▶ [Instructions to follow] From the line with "fn draw(&mut self, app_router: &AppRouter)" through the line with "Some(state) = state_rx.recv()", repeat the entries verbatim, both end lines included, and add nothing.

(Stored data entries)
'''

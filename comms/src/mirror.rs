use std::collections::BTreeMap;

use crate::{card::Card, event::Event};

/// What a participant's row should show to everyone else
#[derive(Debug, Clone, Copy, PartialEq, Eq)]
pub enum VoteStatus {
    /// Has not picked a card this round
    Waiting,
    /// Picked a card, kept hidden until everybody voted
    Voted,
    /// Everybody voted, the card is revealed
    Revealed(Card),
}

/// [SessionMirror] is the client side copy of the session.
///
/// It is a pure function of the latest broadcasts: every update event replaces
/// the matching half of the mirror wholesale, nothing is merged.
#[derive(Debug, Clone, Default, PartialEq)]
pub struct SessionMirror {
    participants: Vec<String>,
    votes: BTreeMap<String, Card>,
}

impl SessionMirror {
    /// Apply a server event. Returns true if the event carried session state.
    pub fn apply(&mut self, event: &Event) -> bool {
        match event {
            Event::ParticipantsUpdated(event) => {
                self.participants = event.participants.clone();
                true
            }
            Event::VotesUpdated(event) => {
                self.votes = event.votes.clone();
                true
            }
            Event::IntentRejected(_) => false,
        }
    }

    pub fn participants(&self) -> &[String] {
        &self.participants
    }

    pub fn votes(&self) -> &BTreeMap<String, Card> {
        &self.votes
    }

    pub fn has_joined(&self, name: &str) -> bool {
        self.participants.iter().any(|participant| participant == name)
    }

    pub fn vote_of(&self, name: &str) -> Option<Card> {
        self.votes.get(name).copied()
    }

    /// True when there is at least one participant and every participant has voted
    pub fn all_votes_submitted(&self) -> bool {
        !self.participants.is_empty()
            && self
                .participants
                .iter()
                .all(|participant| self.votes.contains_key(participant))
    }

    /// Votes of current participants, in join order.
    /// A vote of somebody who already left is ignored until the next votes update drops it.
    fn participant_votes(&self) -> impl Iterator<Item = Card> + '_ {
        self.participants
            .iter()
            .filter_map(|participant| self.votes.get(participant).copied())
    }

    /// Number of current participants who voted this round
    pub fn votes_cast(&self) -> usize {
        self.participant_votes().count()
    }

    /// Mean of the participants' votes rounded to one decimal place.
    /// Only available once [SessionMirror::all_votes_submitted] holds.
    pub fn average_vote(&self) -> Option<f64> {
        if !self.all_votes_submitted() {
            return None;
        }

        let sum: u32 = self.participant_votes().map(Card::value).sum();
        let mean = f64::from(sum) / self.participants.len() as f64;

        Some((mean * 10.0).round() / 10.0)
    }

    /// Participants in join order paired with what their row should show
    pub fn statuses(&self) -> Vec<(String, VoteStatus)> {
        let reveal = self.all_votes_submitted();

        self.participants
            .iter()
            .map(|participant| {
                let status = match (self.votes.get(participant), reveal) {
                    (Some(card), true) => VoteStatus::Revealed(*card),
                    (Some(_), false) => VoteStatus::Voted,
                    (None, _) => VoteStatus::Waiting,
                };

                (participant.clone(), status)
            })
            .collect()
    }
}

'''
'''

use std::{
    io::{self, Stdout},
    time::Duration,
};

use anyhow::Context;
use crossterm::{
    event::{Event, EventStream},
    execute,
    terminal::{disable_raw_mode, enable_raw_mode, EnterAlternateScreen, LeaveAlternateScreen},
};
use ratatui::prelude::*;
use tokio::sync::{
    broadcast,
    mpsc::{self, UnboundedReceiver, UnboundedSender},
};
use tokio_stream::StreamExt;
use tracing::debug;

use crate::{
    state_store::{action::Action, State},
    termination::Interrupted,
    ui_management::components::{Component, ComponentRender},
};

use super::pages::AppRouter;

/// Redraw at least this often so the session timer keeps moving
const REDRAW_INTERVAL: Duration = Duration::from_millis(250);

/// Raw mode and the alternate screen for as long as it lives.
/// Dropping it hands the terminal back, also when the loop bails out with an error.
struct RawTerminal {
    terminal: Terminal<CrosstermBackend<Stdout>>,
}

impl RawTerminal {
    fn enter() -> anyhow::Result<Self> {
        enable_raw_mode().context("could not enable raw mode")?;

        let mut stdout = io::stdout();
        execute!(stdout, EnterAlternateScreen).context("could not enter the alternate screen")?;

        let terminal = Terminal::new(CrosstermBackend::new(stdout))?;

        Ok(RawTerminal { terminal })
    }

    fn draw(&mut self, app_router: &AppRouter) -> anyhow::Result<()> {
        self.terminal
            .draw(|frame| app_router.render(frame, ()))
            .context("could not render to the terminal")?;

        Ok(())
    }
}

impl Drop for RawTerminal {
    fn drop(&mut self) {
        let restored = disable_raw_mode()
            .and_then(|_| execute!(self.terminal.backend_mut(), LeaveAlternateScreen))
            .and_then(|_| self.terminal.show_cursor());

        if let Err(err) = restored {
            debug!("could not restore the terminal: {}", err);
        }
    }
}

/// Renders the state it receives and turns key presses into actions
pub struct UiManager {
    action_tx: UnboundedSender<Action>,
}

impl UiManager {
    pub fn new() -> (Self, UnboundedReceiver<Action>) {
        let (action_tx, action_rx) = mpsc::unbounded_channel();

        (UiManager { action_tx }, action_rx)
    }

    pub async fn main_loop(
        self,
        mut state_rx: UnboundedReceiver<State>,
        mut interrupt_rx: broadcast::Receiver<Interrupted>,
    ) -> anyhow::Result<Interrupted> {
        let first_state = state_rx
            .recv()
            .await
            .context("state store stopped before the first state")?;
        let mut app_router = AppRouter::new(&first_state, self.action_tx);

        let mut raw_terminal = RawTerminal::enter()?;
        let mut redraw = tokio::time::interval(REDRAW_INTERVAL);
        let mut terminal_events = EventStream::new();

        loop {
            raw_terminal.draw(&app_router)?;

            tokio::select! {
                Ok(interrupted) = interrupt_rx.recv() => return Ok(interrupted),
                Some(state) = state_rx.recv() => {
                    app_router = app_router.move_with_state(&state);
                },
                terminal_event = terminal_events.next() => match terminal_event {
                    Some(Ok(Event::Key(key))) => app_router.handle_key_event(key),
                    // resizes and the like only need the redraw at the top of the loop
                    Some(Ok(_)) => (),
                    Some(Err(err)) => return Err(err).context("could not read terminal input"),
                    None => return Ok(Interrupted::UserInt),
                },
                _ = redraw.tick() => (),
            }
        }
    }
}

'''
'''

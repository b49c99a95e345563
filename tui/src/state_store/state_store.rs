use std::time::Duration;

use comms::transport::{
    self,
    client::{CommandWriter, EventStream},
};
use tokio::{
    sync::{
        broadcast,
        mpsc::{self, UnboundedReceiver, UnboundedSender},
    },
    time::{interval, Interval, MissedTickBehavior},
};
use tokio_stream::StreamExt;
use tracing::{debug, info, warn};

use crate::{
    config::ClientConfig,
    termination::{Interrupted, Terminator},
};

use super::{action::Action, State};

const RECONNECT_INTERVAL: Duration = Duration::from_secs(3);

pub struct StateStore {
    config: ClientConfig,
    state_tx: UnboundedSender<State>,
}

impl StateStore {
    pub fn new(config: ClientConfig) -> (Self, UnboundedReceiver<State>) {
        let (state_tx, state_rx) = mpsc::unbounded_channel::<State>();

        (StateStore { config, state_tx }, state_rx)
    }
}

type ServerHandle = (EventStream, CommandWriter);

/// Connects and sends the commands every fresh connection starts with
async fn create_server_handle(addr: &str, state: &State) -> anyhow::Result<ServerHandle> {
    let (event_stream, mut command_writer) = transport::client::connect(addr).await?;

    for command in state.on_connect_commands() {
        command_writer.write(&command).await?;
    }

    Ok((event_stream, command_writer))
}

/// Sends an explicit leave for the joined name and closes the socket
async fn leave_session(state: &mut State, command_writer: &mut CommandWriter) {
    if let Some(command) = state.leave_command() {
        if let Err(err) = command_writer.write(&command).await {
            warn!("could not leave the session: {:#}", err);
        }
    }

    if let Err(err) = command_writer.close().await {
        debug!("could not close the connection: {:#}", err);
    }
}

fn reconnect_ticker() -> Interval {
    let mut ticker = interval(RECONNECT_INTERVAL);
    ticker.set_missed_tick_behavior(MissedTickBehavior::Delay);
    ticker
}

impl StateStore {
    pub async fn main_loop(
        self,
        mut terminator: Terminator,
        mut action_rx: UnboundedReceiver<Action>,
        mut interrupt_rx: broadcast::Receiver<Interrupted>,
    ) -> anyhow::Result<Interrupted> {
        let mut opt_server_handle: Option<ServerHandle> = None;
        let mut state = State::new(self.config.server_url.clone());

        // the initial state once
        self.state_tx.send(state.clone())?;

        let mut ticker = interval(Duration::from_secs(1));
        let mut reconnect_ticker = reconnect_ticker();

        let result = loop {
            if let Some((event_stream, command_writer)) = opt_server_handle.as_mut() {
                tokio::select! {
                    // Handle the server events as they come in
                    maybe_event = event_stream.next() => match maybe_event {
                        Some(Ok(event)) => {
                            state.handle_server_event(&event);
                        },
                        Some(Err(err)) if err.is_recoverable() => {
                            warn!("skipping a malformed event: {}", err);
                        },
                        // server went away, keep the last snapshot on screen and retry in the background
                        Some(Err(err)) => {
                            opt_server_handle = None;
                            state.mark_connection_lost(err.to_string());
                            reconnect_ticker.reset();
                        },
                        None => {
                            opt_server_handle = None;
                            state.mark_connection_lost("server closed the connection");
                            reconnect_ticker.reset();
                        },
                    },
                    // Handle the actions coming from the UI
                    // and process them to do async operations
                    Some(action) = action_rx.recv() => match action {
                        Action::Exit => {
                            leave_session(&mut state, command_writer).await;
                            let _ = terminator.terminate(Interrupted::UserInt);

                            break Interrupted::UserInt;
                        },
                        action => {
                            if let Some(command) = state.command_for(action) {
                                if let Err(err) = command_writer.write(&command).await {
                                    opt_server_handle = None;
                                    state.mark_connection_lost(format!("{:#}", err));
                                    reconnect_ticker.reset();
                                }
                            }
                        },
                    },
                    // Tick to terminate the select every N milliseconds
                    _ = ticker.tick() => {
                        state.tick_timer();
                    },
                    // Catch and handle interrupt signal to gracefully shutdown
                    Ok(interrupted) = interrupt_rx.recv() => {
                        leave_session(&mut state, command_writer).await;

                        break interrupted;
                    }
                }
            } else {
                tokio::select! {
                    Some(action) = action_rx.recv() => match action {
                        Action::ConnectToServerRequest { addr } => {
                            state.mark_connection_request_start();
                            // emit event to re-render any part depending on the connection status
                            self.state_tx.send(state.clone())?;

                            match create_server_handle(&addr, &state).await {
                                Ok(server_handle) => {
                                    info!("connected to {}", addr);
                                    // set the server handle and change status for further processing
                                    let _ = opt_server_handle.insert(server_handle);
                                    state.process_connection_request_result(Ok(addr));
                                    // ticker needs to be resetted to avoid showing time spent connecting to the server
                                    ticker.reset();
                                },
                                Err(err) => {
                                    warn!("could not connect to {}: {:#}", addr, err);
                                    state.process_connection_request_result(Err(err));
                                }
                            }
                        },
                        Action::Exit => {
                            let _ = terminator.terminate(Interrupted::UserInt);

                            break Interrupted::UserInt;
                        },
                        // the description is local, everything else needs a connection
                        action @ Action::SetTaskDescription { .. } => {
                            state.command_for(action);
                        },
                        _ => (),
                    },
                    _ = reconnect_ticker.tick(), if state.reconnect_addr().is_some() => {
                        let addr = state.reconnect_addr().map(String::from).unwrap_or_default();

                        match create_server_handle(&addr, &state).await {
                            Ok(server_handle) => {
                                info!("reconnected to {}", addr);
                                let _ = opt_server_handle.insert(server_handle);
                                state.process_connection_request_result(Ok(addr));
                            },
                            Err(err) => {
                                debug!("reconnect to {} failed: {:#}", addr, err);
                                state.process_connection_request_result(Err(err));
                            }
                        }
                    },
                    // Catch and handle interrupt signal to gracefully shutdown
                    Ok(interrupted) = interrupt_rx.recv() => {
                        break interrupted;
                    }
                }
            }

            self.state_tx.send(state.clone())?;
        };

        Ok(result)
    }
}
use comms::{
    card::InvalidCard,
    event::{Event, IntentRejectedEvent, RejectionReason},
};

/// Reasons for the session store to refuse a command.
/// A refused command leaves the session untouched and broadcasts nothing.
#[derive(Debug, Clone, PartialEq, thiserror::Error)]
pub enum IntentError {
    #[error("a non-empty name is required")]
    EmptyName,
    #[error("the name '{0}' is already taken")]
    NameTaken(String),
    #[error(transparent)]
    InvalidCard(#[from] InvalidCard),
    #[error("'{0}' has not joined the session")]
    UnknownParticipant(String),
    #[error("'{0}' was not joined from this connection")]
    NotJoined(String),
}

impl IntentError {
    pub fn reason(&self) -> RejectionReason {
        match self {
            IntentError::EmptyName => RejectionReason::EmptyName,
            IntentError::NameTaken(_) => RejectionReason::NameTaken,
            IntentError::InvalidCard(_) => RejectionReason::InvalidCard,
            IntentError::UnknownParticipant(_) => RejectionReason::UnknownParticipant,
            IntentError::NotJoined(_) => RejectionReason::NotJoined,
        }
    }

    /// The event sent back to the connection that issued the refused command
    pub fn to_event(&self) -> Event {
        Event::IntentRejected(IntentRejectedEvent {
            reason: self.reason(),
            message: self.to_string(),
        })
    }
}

'''

▶ [Result of the exercise]
    fn draw(&mut self, app_router: &AppRouter) -> anyhow::Result<()> {
        self.terminal
            .draw(|frame| app_router.render(frame, ()))
            .context("could not render to the terminal")?;

        Ok(())
    }
}

impl Drop for RawTerminal {
    fn drop(&mut self) {
        let restored = disable_raw_mode()
            .and_then(|_| execute!(self.terminal.backend_mut(), LeaveAlternateScreen))
            .and_then(|_| self.terminal.show_cursor());

        if let Err(err) = restored {
            debug!("could not restore the terminal: {}", err);
        }
    }
}

/// Renders the state it receives and turns key presses into actions
pub struct UiManager {
    action_tx: UnboundedSender<Action>,
}

impl UiManager {
    pub fn new() -> (Self, UnboundedReceiver<Action>) {
        let (action_tx, action_rx) = mpsc::unbounded_channel();

        (UiManager { action_tx }, action_rx)
    }

    pub async fn main_loop(
        self,
        mut state_rx: UnboundedReceiver<State>,
        mut interrupt_rx: broadcast::Receiver<Interrupted>,
    ) -> anyhow::Result<Interrupted> {
        let first_state = state_rx
            .recv()
            .await
            .context("state store stopped before the first state")?;
        let mut app_router = AppRouter::new(&first_state, self.action_tx);

        let mut raw_terminal = RawTerminal::enter()?;
        let mut redraw = tokio::time::interval(REDRAW_INTERVAL);
        let mut terminal_events = EventStream::new();

        loop {
            raw_terminal.draw(&app_router)?;

            tokio::select! {
                Ok(interrupted) = interrupt_rx.recv() => return Ok(interrupted),
                Some(state) = state_rx.recv() => {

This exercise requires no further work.